■ Task instructions:
Start at the line in the entries below that contains "let closed = engine.end_session().await.unwrap().unwrap();", stop at the line that contains "async fn backfill_embeds_unembedded_facts()", and output exactly the lines in that span, both ends included.
[Available data Boundary: Start]
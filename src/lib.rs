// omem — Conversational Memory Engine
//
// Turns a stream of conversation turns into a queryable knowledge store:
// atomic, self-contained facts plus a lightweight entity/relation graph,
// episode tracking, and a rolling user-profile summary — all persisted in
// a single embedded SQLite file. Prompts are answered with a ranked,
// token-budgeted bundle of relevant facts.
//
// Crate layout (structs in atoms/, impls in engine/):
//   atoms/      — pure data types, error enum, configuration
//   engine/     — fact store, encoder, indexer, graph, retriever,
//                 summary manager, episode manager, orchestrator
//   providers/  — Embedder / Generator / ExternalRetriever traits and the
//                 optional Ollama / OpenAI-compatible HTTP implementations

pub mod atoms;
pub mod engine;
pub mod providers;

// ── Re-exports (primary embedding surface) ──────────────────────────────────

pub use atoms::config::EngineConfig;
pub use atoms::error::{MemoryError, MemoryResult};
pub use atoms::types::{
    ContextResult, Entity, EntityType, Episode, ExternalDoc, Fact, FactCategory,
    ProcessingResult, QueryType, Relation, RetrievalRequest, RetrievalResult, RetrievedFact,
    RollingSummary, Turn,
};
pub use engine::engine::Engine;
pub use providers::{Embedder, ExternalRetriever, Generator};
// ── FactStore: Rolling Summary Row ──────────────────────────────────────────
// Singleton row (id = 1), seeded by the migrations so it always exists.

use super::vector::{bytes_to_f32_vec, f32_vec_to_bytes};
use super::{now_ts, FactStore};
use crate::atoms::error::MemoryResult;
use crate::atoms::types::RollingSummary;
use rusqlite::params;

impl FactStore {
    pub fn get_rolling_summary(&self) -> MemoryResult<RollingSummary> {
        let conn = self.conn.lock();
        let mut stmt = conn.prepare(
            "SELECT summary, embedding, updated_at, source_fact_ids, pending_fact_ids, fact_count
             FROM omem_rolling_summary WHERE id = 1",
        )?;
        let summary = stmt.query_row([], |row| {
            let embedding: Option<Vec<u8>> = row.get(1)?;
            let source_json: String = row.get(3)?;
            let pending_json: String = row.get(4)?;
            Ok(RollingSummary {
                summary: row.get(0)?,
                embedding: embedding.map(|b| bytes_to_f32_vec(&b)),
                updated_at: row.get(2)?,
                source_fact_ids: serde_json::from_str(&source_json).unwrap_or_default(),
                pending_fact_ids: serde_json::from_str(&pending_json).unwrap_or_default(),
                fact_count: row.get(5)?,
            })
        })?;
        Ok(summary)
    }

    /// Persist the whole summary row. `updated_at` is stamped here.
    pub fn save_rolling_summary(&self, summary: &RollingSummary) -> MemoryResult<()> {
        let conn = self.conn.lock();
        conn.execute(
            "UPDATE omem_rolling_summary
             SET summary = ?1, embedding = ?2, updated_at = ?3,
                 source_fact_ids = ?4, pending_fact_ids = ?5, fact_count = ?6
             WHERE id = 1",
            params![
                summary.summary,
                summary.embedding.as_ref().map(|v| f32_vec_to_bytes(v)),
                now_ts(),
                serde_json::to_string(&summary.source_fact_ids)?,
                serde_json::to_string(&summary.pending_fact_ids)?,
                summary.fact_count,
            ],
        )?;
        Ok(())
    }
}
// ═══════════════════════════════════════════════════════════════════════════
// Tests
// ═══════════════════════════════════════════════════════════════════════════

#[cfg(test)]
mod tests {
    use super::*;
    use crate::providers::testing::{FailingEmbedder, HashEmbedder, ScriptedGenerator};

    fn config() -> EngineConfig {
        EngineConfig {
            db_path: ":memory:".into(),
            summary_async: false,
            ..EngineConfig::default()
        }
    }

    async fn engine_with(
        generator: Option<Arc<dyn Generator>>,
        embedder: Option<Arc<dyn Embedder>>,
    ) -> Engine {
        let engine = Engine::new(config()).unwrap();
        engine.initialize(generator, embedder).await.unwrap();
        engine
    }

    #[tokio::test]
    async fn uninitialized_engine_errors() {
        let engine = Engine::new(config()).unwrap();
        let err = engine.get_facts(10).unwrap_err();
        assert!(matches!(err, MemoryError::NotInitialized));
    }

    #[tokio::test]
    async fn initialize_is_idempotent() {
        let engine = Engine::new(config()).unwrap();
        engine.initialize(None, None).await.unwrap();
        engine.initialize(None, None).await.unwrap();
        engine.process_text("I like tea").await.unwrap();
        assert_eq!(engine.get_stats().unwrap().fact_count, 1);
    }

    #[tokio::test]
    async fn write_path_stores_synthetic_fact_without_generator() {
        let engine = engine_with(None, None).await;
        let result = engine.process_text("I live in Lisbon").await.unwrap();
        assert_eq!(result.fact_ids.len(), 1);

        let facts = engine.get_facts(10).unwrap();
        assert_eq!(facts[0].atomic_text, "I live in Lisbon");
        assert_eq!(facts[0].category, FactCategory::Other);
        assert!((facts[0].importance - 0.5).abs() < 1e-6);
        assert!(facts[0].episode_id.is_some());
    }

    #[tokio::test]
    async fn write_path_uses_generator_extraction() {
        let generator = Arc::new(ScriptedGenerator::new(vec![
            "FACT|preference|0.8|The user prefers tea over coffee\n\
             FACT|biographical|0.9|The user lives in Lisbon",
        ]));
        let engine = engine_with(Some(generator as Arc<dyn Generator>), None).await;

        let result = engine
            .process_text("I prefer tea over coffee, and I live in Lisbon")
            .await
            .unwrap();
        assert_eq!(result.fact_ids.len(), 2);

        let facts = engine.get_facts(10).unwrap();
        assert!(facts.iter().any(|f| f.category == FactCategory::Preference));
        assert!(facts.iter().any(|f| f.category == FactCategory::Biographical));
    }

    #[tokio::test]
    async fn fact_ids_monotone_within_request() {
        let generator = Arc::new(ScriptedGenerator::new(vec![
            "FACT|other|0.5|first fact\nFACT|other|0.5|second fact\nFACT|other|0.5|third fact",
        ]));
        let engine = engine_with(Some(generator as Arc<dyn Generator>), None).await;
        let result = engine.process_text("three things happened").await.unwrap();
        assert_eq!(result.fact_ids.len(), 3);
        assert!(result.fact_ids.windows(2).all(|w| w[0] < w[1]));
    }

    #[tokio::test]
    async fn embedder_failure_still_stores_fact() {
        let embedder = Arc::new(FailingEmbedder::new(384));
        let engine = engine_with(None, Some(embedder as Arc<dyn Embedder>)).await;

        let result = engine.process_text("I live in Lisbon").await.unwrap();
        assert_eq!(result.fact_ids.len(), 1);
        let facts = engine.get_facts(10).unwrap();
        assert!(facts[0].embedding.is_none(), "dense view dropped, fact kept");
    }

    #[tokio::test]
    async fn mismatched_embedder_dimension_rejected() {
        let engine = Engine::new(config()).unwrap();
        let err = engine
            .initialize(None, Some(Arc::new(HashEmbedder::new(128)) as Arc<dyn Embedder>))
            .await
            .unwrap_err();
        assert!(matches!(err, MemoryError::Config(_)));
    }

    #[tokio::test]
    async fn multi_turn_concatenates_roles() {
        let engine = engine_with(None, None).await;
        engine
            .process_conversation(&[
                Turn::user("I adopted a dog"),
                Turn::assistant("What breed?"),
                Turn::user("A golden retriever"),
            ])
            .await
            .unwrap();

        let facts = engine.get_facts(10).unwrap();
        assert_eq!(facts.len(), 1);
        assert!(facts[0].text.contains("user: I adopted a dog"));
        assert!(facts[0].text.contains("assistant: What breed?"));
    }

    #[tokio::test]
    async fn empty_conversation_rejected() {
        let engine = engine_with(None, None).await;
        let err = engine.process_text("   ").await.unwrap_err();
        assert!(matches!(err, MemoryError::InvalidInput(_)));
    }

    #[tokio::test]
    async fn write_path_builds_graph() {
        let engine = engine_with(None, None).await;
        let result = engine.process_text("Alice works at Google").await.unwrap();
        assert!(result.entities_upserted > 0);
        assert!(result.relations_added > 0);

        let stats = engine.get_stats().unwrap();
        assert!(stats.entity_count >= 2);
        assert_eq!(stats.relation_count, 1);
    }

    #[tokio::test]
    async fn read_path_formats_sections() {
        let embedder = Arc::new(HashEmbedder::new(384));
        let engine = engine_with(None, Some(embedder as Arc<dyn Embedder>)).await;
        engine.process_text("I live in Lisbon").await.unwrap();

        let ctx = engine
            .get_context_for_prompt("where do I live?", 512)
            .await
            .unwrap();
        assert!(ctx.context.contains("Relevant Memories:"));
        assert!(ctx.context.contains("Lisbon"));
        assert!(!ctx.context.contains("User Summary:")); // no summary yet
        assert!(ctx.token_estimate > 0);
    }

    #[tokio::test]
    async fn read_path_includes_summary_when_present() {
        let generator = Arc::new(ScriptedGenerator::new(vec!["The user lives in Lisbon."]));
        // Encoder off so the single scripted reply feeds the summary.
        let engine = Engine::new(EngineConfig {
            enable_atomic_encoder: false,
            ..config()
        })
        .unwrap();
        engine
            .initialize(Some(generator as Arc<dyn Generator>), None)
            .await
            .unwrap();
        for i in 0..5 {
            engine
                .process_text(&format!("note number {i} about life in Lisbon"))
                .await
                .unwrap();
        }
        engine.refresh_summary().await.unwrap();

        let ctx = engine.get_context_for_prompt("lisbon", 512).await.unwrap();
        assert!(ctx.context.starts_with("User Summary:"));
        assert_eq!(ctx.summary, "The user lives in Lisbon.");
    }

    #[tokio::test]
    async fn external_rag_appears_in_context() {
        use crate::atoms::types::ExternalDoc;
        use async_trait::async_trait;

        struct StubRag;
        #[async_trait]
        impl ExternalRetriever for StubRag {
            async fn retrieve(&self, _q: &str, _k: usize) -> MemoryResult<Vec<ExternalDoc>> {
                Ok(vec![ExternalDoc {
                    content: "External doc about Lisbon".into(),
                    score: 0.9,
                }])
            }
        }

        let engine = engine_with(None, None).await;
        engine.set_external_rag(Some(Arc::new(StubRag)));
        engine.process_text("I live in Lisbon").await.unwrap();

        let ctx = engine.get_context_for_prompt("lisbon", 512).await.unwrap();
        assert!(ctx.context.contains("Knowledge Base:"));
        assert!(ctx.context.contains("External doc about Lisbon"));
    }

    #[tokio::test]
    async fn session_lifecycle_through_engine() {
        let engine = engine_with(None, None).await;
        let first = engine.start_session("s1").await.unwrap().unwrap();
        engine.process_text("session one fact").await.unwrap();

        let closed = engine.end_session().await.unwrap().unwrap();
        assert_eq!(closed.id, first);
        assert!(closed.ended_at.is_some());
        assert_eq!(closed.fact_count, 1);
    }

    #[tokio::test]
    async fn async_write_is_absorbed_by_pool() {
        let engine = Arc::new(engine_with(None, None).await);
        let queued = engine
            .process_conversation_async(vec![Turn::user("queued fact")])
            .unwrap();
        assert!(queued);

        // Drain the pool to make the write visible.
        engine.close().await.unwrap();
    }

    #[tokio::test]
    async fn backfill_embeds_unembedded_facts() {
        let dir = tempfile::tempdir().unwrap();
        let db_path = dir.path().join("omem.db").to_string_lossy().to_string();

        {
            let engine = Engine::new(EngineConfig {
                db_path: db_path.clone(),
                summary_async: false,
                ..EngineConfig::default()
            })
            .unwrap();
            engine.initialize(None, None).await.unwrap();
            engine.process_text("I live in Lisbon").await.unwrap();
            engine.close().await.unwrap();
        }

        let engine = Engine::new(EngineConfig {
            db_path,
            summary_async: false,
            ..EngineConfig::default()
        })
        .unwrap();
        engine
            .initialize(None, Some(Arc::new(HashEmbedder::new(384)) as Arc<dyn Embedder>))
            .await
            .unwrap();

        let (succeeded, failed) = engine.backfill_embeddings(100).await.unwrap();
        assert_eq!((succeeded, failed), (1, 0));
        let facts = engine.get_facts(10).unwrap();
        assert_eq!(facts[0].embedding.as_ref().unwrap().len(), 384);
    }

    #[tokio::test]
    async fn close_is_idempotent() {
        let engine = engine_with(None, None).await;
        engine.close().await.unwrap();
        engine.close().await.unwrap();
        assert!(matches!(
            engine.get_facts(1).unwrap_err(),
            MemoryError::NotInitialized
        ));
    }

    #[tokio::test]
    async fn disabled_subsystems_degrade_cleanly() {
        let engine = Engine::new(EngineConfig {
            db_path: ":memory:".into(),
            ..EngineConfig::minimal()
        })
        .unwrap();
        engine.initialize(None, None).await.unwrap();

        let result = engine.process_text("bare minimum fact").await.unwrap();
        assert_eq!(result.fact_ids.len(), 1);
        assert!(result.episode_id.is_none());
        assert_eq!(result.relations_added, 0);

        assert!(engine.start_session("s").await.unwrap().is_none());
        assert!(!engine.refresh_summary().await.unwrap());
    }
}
[Available data Boundary: End]
■ Completed task:
        let closed = engine.end_session().await.unwrap().unwrap();
        assert_eq!(closed.id, first);
        assert!(closed.ended_at.is_some());
        assert_eq!(closed.fact_count, 1);
    }

    #[tokio::test]
    async fn async_write_is_absorbed_by_pool() {
        let engine = Arc::new(engine_with(None, None).await);
        let queued = engine
            .process_conversation_async(vec![Turn::user("queued fact")])
            .unwrap();
        assert!(queued);

        // Drain the pool to make the write visible.
        engine.close().await.unwrap();
    }

    #[tokio::test]
    async fn backfill_embeds_unembedded_facts() {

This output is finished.